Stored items

:::

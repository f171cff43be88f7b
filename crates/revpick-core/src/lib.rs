//! Core domain types and collaborator traits for revpick.
//!
//! This crate contains:
//! - Commit identifiers, named refs, candidates and revisions
//! - The `GitClient` and `CommitWalk` traits the chooser queries
//! - Build environment lookup and `${VAR}` expansion
//! - An in-memory git client for tests and dry runs

pub mod environment;
pub mod error;
pub mod memory;
pub mod repository;
pub mod revision;

pub use environment::{BuildContext, EnvVars, EnvironmentError, StaticBuildContext};
pub use error::{Error, Result};
pub use memory::{GitCall, InMemoryGit};
pub use repository::{CommitWalk, GitClient, RemoteBranch};
pub use revision::{Candidate, CommitId, NamedRef, Revision};
//! The build chooser: from configured specs to a single revision.

use revpick_core::environment::expand;
use revpick_core::{BuildContext, EnvVars, EnvironmentError, GitClient, Revision};
use std::time::Duration;
use tracing::warn;

use crate::locator::CandidateLocator;
use crate::spec::BranchSpec;
use crate::strategy::Strategy;
use crate::{ChooserError, Result};

/// How chatty the chooser is about its decisions.
#[derive(Debug, Clone, Copy, Default, PartialEq, Eq)]
pub enum Verbosity {
    /// Decisions are logged at `debug`.
    #[default]
    Quiet,
    /// Decisions are logged at `info`.
    Verbose,
}

impl Verbosity {
    pub fn is_verbose(self) -> bool {
        matches!(self, Verbosity::Verbose)
    }
}

/// Parameters of one selection.
#[derive(Default)]
pub struct SelectRequest<'a> {
    /// Polling for changes rather than checking out a build. Specs are not
    /// expanded when polling.
    pub polling: bool,
    /// Where to fetch the build environment from.
    pub context: Option<&'a dyn BuildContext>,
    /// Give up on fetching the environment after this long.
    pub env_timeout: Option<Duration>,
    pub verbosity: Verbosity,
}

/// Selects the revision to build from an ordered list of branch specs.
#[derive(Debug, Clone)]
pub struct BuildChooser {
    strategy: Strategy,
    specs: Vec<BranchSpec>,
}

impl BuildChooser {
    pub fn new(strategy: Strategy, specs: Vec<BranchSpec>) -> Self {
        Self { strategy, specs }
    }

    pub fn strategy(&self) -> Strategy {
        self.strategy
    }

    pub fn specs(&self) -> &[BranchSpec] {
        &self.specs
    }

    /// Determine which revision to build, if any.
    ///
    /// `Ok(None)` means no spec matched anything; only repository failures
    /// and invalid specs are errors.
    pub async fn candidate_revision(
        &self,
        git: &dyn GitClient,
        request: &SelectRequest<'_>,
    ) -> Result<Option<Revision>> {
        let verbosity = request.verbosity;
        verbose!(verbosity, strategy = %self.strategy, specs = self.specs.len(), polling = request.polling, "Choosing revision");

        let env = self.build_environment(request).await;

        let mut branches = git
            .remote_branches()
            .await
            .map_err(ChooserError::RemoteBranches)?;
        branches.sort_by(|a, b| a.name.cmp(&b.name));

        let locator = CandidateLocator::new(git, &branches, verbosity);
        let mut candidates = Vec::new();

        for configured in &self.specs {
            let spec = BranchSpec::new(expand(configured.name(), env.as_ref()));
            verbose!(verbosity, spec = %spec, "Checking branch spec");

            let found = self.strategy.locate_candidates(&locator, &spec).await?;
            candidates.extend(found);

            if self.strategy.stops_at_first_match() && !candidates.is_empty() {
                break;
            }
        }

        verbose!(verbosity, candidates = candidates.len(), "Selecting from candidates");

        let Some(selected) = self.strategy.select(git, candidates).await? else {
            verbose!(verbosity, "No branch specs matched");
            return Ok(None);
        };

        let revision = Revision::from(selected);
        verbose!(verbosity, revision = %revision, "Selected revision");
        Ok(Some(revision))
    }

    /// The build environment, or `None` when polling or when it cannot be
    /// fetched.
    async fn build_environment(&self, request: &SelectRequest<'_>) -> Option<EnvVars> {
        if request.polling {
            return None;
        }
        let context = request.context?;

        let fetched = match request.env_timeout {
            Some(timeout) => tokio::time::timeout(timeout, context.build_environment())
                .await
                .unwrap_or(Err(EnvironmentError::Interrupted)),
            None => context.build_environment().await,
        };

        match fetched {
            Ok(env) => Some(env),
            Err(EnvironmentError::Interrupted) => {
                verbose!(request.verbosity, "Interrupted getting build variables");
                None
            }
            Err(err) => {
                warn!(error = %err, "Build variables unavailable, specs will not be expanded");
                None
            }
        }
    }
}

#[cfg(test)]
mod tests {
    use super::*;
    use async_trait::async_trait;
    use revpick_core::memory::GitCall;
    use revpick_core::{CommitId, InMemoryGit, StaticBuildContext};

    const C1: &str = "c1c1c1c1c1";
    const C2: &str = "c2c2c2c2c2";
    const C3: &str = "c3c3c3c3c3";

    /// master at t=100, branch-1 at t=200, branch-2 at t=300.
    fn repo() -> InMemoryGit {
        InMemoryGit::new()
            .with_commit(C1, 100)
            .with_commit(C2, 200)
            .with_commit(C3, 300)
            .with_branch("origin/master", C1)
            .with_branch("origin/branch-1", C2)
            .with_branch("origin/branch-2", C3)
    }

    fn chooser(strategy: Strategy, specs: &[&str]) -> BuildChooser {
        BuildChooser::new(strategy, specs.iter().map(|s| BranchSpec::new(s)).collect())
    }

    async fn choose(git: &InMemoryGit, strategy: Strategy, specs: &[&str]) -> Option<Revision> {
        chooser(strategy, specs)
            .candidate_revision(git, &SelectRequest::default())
            .await
            .unwrap()
    }

    const BOTH: [Strategy; 2] = [Strategy::FirstMatch, Strategy::MostRecent];

    #[tokio::test]
    async fn test_nothing_matches() {
        for strategy in BOTH {
            let git = repo();
            assert_eq!(choose(&git, strategy, &["nope", "feature/*"]).await, None);
            assert_eq!(git.open_walks(), 0);
        }
    }

    #[tokio::test]
    async fn test_master_and_non_existing_branch() {
        for strategy in BOTH {
            let git = InMemoryGit::new()
                .with_commit(C1, 100)
                .with_branch("origin/master", C1);
            let revision = choose(&git, strategy, &["branch-doesnotexist", "master"])
                .await
                .unwrap();
            assert_eq!(revision.commit, CommitId::from(C1));
            assert!(revision.has_ref("master"));
        }
    }

    #[tokio::test]
    async fn test_master_and_branch() {
        let git = repo();
        let first = choose(&git, Strategy::FirstMatch, &["master", "branch-1"]).await;
        assert_eq!(first.unwrap().commit, CommitId::from(C1));

        let recent = choose(&git, Strategy::MostRecent, &["master", "branch-1"]).await;
        assert_eq!(recent.unwrap().commit, CommitId::from(C2));
    }

    #[tokio::test]
    async fn test_most_recent_across_all_branches() {
        let git = repo();
        let cases: [&[&str]; 4] = [
            &["**"],
            &["branch-*"],
            &[":^(?!origin/master$).*"],
            &["master", "branch-*"],
        ];
        for specs in cases {
            let revision = choose(&git, Strategy::MostRecent, specs).await.unwrap();
            assert_eq!(revision.commit, CommitId::from(C3), "specs {specs:?}");
        }
    }

    #[tokio::test]
    async fn test_most_recent_ignores_enumeration_order() {
        let git = InMemoryGit::new()
            .with_commit(C1, 150)
            .with_commit(C2, 300)
            .with_commit(C3, 100)
            .with_branch("origin/zeta", C1)
            .with_branch("origin/alpha", C2)
            .with_branch("origin/mid", C3);
        let revision = choose(&git, Strategy::MostRecent, &["**"]).await.unwrap();
        assert_eq!(revision.commit, CommitId::from(C2));
    }

    #[tokio::test]
    async fn test_first_match_uses_sorted_branches() {
        let git = InMemoryGit::new()
            .with_commit(C1, 100)
            .with_commit(C2, 200)
            .with_branch("origin/release-2", C2)
            .with_branch("origin/release-1", C1);
        let revision = choose(&git, Strategy::FirstMatch, &["release-*"]).await.unwrap();
        assert_eq!(revision.refs[0].name, "origin/release-1");
    }

    #[tokio::test]
    async fn test_first_match_never_consults_later_specs() {
        let git = repo();
        let revision = choose(&git, Strategy::FirstMatch, &["missing", "branch-1", "master"])
            .await
            .unwrap();
        assert_eq!(revision.commit, CommitId::from(C2));
        assert_eq!(
            git.calls(),
            vec![
                GitCall::RemoteBranches,
                GitCall::TagNames("missing".to_string()),
                GitCall::TagNames("branch-1".to_string()),
            ]
        );
    }

    #[tokio::test]
    async fn test_most_recent_consults_every_spec() {
        let git = repo();
        choose(&git, Strategy::MostRecent, &["master", "branch-1"]).await;
        let calls = git.calls();
        assert!(calls.contains(&GitCall::TagNames("master".to_string())));
        assert!(calls.contains(&GitCall::TagNames("branch-1".to_string())));
        assert_eq!(calls.iter().filter(|c| **c == GitCall::CommitWalk).count(), 1);
        assert_eq!(git.open_walks(), 0);
    }

    #[tokio::test]
    async fn test_tie_goes_to_first_spec() {
        let git = InMemoryGit::new()
            .with_commit(C1, 200)
            .with_commit(C2, 200)
            .with_branch("origin/a", C1)
            .with_branch("origin/b", C2);
        let revision = choose(&git, Strategy::MostRecent, &["b", "a"]).await.unwrap();
        assert_eq!(revision.commit, CommitId::from(C2));
    }

    #[tokio::test]
    async fn test_same_commit_from_two_specs_stays_separate() {
        let git = repo();
        let revision = choose(&git, Strategy::MostRecent, &["branch-2", "origin/branch-2"])
            .await
            .unwrap();
        assert_eq!(revision.commit, CommitId::from(C3));
        assert_eq!(revision.refs.len(), 1);
    }

    #[tokio::test]
    async fn test_sha_spec_before_branches() {
        for strategy in BOTH {
            let git = repo();
            let revision = choose(&git, strategy, &[C2]).await.unwrap();
            assert_eq!(revision.commit, CommitId::from(C2));
            assert!(revision.has_ref("detached"));
        }
    }

    #[tokio::test]
    async fn test_tag_spec() {
        let git = repo().with_tag("v1.0", C1);
        let revision = choose(&git, Strategy::MostRecent, &["v1.0", "branch-1"]).await.unwrap();
        assert_eq!(revision.commit, CommitId::from(C2));

        let revision = choose(&git, Strategy::FirstMatch, &["v1.0", "branch-1"]).await.unwrap();
        assert_eq!(revision.commit, CommitId::from(C1));
        assert!(revision.has_ref("v1.0"));
    }

    #[tokio::test]
    async fn test_dangling_branch_is_dropped() {
        let git = repo().with_branch("origin/ghost", "0000000000");
        let revision = choose(&git, Strategy::MostRecent, &["ghost", "master"]).await.unwrap();
        assert_eq!(revision.commit, CommitId::from(C1));

        let git = InMemoryGit::new().with_branch("origin/ghost", "0000000000");
        assert_eq!(choose(&git, Strategy::MostRecent, &["ghost"]).await, None);
    }

    #[tokio::test]
    async fn test_environment_expansion() {
        let git = repo().with_branch("origin/branch-exist", C3);
        let env: EnvVars = [("VAR_BRANCH", "exist")].into_iter().collect();
        let context = StaticBuildContext::Available(env);
        let chooser = chooser(Strategy::FirstMatch, &["branch-${VAR_BRANCH}"]);

        let request = SelectRequest {
            context: Some(&context),
            ..Default::default()
        };
        let revision = chooser.candidate_revision(&git, &request).await.unwrap();
        assert!(revision.unwrap().has_ref("branch-exist"));

        let polling = SelectRequest {
            polling: true,
            context: Some(&context),
            ..Default::default()
        };
        assert_eq!(chooser.candidate_revision(&git, &polling).await.unwrap(), None);
        assert!(git.calls().contains(&GitCall::TagNames("branch-exist".to_string())));
    }

    #[tokio::test]
    async fn test_interrupted_environment_degrades_to_polling() {
        let git = repo().with_branch("origin/branch-${VAR_BRANCH}", C2);
        let context = StaticBuildContext::Interrupted;
        let request = SelectRequest {
            context: Some(&context),
            verbosity: Verbosity::Verbose,
            ..Default::default()
        };
        let revision = chooser(Strategy::FirstMatch, &["branch-${VAR_BRANCH}"])
            .candidate_revision(&git, &request)
            .await
            .unwrap();
        assert_eq!(revision.unwrap().commit, CommitId::from(C2));
    }

    struct NeverReady;

    #[async_trait]
    impl BuildContext for NeverReady {
        async fn build_environment(&self) -> std::result::Result<EnvVars, EnvironmentError> {
            std::future::pending().await
        }
    }

    #[tokio::test]
    async fn test_environment_timeout_degrades_to_polling() {
        let git = repo();
        let request = SelectRequest {
            context: Some(&NeverReady),
            env_timeout: Some(Duration::from_millis(10)),
            ..Default::default()
        };
        let revision = chooser(Strategy::FirstMatch, &["master"])
            .candidate_revision(&git, &request)
            .await
            .unwrap();
        assert_eq!(revision.unwrap().commit, CommitId::from(C1));
    }

    #[tokio::test]
    async fn test_repository_unavailable_is_an_error() {
        let git = repo().unavailable();
        let result = chooser(Strategy::MostRecent, &["master"])
            .candidate_revision(&git, &SelectRequest::default())
            .await;
        assert!(matches!(result, Err(ChooserError::RemoteBranches(_))));
    }

    #[tokio::test]
    async fn test_lookup_failure_carries_spec() {
        let git = repo().with_failing_lookup(C2);
        let result = chooser(Strategy::FirstMatch, &[C2])
            .candidate_revision(&git, &SelectRequest::default())
            .await;
        let err = result.unwrap_err();
        assert!(err.to_string().contains(C2));
    }

    #[tokio::test]
    async fn test_invalid_regex_spec_is_an_error() {
        let git = repo();
        let result = chooser(Strategy::FirstMatch, &[":(oops"])
            .candidate_revision(&git, &SelectRequest::default())
            .await;
        assert!(matches!(result, Err(ChooserError::InvalidSpec { .. })));
    }
}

:::

● What is being asked
For the lines above, output exactly those from the line containing "pub mod memory;" through the line containing "pub struct BuildChooser", and skip the others.

● Response
pub mod memory;
pub mod repository;
pub mod revision;

pub use environment::{BuildContext, EnvVars, EnvironmentError, StaticBuildContext};
pub use error::{Error, Result};
pub use memory::{GitCall, InMemoryGit};
pub use repository::{CommitWalk, GitClient, RemoteBranch};
pub use revision::{Candidate, CommitId, NamedRef, Revision};
//! The build chooser: from configured specs to a single revision.

use revpick_core::environment::expand;
use revpick_core::{BuildContext, EnvVars, EnvironmentError, GitClient, Revision};
use std::time::Duration;
use tracing::warn;

use crate::locator::CandidateLocator;
use crate::spec::BranchSpec;
use crate::strategy::Strategy;
use crate::{ChooserError, Result};

/// How chatty the chooser is about its decisions.
#[derive(Debug, Clone, Copy, Default, PartialEq, Eq)]
pub enum Verbosity {
    /// Decisions are logged at `debug`.
    #[default]
    Quiet,
    /// Decisions are logged at `info`.
    Verbose,
}

impl Verbosity {
    pub fn is_verbose(self) -> bool {
        matches!(self, Verbosity::Verbose)
    }
}

/// Parameters of one selection.
#[derive(Default)]
pub struct SelectRequest<'a> {
    /// Polling for changes rather than checking out a build. Specs are not
    /// expanded when polling.
    pub polling: bool,
    /// Where to fetch the build environment from.
    pub context: Option<&'a dyn BuildContext>,
    /// Give up on fetching the environment after this long.
    pub env_timeout: Option<Duration>,
    pub verbosity: Verbosity,
}

/// Selects the revision to build from an ordered list of branch specs.
#[derive(Debug, Clone)]
pub struct BuildChooser {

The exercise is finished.